A Study to Evaluate the Safety of the Coadministration of ANS-6637 and Ethanol

Status:
Completed

Trial end date:
2017-11-15

Target enrollment:
0

Participant gender:
Male

Summary

This is a single-center, randomized, double-blind, placebo-controlled, single-ascending-dose study to evaluate the safety and tolerability of the coadministration of up to 6 dose levels of ANS-6637 and EtOH in healthy male moderate alcohol drinkers. The study will include a screening visit, a qualification visit, a Treatment Phase and follow-up.

Phase:

Phase 1

Accepts Healthy Volunteers?

Accepts Healthy Volunteers

Details

Lead Sponsor:

Amygdala Neurosciences, Inc.

Treatments:

Ethanol

Criteria

Inclusion Criteria:

1. Male adults, between 21 and 45 years of age, inclusive.

2. Body mass index (BMI) within 19.0 to 34.0 kg/m2, inclusive (minimum weight of at least
50.0 kg at screening).

3. Resting semisupine vital signs at screening and each clinic admission within the
following ranges:

1. Systolic blood pressure 90 to 140 mmHg

2. Diastolic blood pressure of 50 to 90 mmHg

3. Heart rate of 40 to 90 beats per minute (bpm)

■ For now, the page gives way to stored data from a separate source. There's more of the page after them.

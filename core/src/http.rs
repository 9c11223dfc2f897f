//! HTTP transport types.
//!
//! # Design
//! Requests and responses are plain data. The session builds `HttpRequest`
//! values and hands them to a [`crate::Transport`]; the normalizer consumes
//! `HttpResponse` values. Bodies are encoded here rather than in the
//! transport, so the wire format of form posts and file uploads is testable
//! without a network.

use std::time::Duration;

use uuid::Uuid;

/// HTTP method for a request. The backend only uses GET and POST.
#[derive(Debug, Clone, Copy, PartialEq, Eq)]
pub enum HttpMethod {
    Get,
    Post,
}

/// An HTTP request described as plain data.
#[derive(Debug, Clone)]
pub struct HttpRequest {
    pub method: HttpMethod,
    pub url: String,
    pub headers: Vec<(String, String)>,
    pub body: Option<RequestBody>,
    pub timeout: Duration,
}

impl HttpRequest {
    pub fn get(url: impl Into<String>, timeout: Duration) -> Self {
        Self {
            method: HttpMethod::Get,
            url: url.into(),
            headers: Vec::new(),
            body: None,
            timeout,
        }
    }

    pub fn post(url: impl Into<String>, body: RequestBody, timeout: Duration) -> Self {
        Self {
            method: HttpMethod::Post,
            url: url.into(),
            headers: Vec::new(),
            body: Some(body),
            timeout,
        }
    }

    pub fn with_header(mut self, name: &str, value: &str) -> Self {
        self.headers.push((name.to_string(), value.to_string()));
        self
    }
}

/// An HTTP response described as plain data.
#[derive(Debug, Clone, PartialEq, Eq)]
pub struct HttpResponse {
    pub status: u16,
    pub headers: Vec<(String, String)>,
    pub body: String,
}

impl HttpResponse {
    pub fn new(status: u16, body: impl Into<String>) -> Self {
        Self {
            status,
            headers: Vec::new(),
            body: body.into(),
        }
    }
}

/// Request payload: url-encoded form fields or a multipart upload.
#[derive(Debug, Clone, PartialEq, Eq)]
pub enum RequestBody {
    Form(Vec<(String, String)>),
    Multipart(Multipart),
}

/// A body ready to be written to the wire.
#[derive(Debug, Clone, PartialEq, Eq)]
pub struct EncodedBody {
    pub content_type: String,
    pub bytes: Vec<u8>,
}

impl RequestBody {
    /// Build a form body from borrowed pairs.
    pub fn form<'a>(fields: impl IntoIterator<Item = (&'a str, &'a str)>) -> Self {
        RequestBody::Form(
            fields
                .into_iter()
                .map(|(k, v)| (k.to_string(), v.to_string()))
                .collect(),
        )
    }

    pub fn encode(&self) -> EncodedBody {
        match self {
            RequestBody::Form(fields) => EncodedBody {
                content_type: "application/x-www-form-urlencoded".to_string(),
                bytes: encode_form(fields).into_bytes(),
            },
            RequestBody::Multipart(multipart) => {
                let boundary = format!("----informatics-{}", Uuid::new_v4().simple());
                multipart.encode_with_boundary(&boundary)
            }
        }
    }
}

fn encode_form(fields: &[(String, String)]) -> String {
    fields
        .iter()
        .map(|(k, v)| format!("{}={}", urlencoding::encode(k), urlencoding::encode(v)))
        .collect::<Vec<_>>()
        .join("&")
}

/// A `multipart/form-data` body: plain text fields plus file parts.
#[derive(Debug, Clone, Default, PartialEq, Eq)]
pub struct Multipart {
    pub fields: Vec<(String, String)>,
    pub files: Vec<FilePart>,
}

/// One file attached to a multipart body.
#[derive(Debug, Clone, PartialEq, Eq)]
pub struct FilePart {
    pub field: String,
    pub file_name: String,
    pub bytes: Vec<u8>,
}

impl Multipart {
    pub fn new() -> Self {
        Self::default()
    }

    pub fn text(mut self, name: &str, value: impl ToString) -> Self {
        self.fields.push((name.to_string(), value.to_string()));
        self
    }

    pub fn file(mut self, field: &str, file_name: &str, bytes: Vec<u8>) -> Self {
        self.files.push(FilePart {
            field: field.to_string(),
            file_name: file_name.to_string(),
            bytes,
        });
        self
    }

    pub fn encode_with_boundary(&self, boundary: &str) -> EncodedBody {
        let mut out = Vec::new();
        for (name, value) in &self.fields {
            out.extend_from_slice(format!("--{boundary}\r\n").as_bytes());
            out.extend_from_slice(
                format!("Content-Disposition: form-data; name=\"{name}\"\r\n\r\n").as_bytes(),
            );
            out.extend_from_slice(value.as_bytes());
            out.extend_from_slice(b"\r\n");
        }
        for file in &self.files {
            out.extend_from_slice(format!("--{boundary}\r\n").as_bytes());
            out.extend_from_slice(
                format!(
                    "Content-Disposition: form-data; name=\"{}\"; filename=\"{}\"\r\n",
                    file.field,
                    file.file_name.replace('"', "%22")
                )
                .as_bytes(),
            );
            out.extend_from_slice(b"Content-Type: application/octet-stream\r\n\r\n");
            out.extend_from_slice(&file.bytes);
            out.extend_from_slice(b"\r\n");
        }
        out.extend_from_slice(format!("--{boundary}--\r\n").as_bytes());
        EncodedBody {
            content_type: format!("multipart/form-data; boundary={boundary}"),
            bytes: out,
        }
    }
}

4. Current alcohol users who are self-reported moderate drinkers, defined as having
consumed 7 to 21 standard drinks per week on average in the 6 months prior to
screening and having consumed ≥5 standard drinks on at least 1 occasion in the 30 days
prior to screening. One standard alcoholic drink (14 grams of EtOH) is equivalent to
43 mL (1.5 oz) hard liquor, 142 mL (5 oz) wine or 341 mL (12 oz) beer.

Exclusion Criteria:

1. Drug or alcohol dependence within the 12 months prior to screening (except nicotine),
as defined by the Diagnostic and Statistical Manual of Mental Disorders, 4th edition,
text revision (DSM-IV-TR), or any self-reported dependence or "addiction" within the
subject's lifetime (except nicotine or caffeine).

2. Subjects who have ever been in treatment for substance use disorder(s) (except smoking
cessation).

3. Current or prior diagnosis of any condition where alcohol consumption is
contraindicated, including, but not limited to, hypertriglyceridemia, pancreatitis,
liver disease, porphyria, and/or congestive heart failure, that is clinically
relevant, as judged by the investigator or designee.

4. Positive urine drug test for EtOH, cocaine, oxycodone and other opioids, amphetamines,
benzodiazepines and/or cannabinoids at clinic admission. Positive results may be
repeated and/or subjects rescheduled at the investigator's or designee's discretion.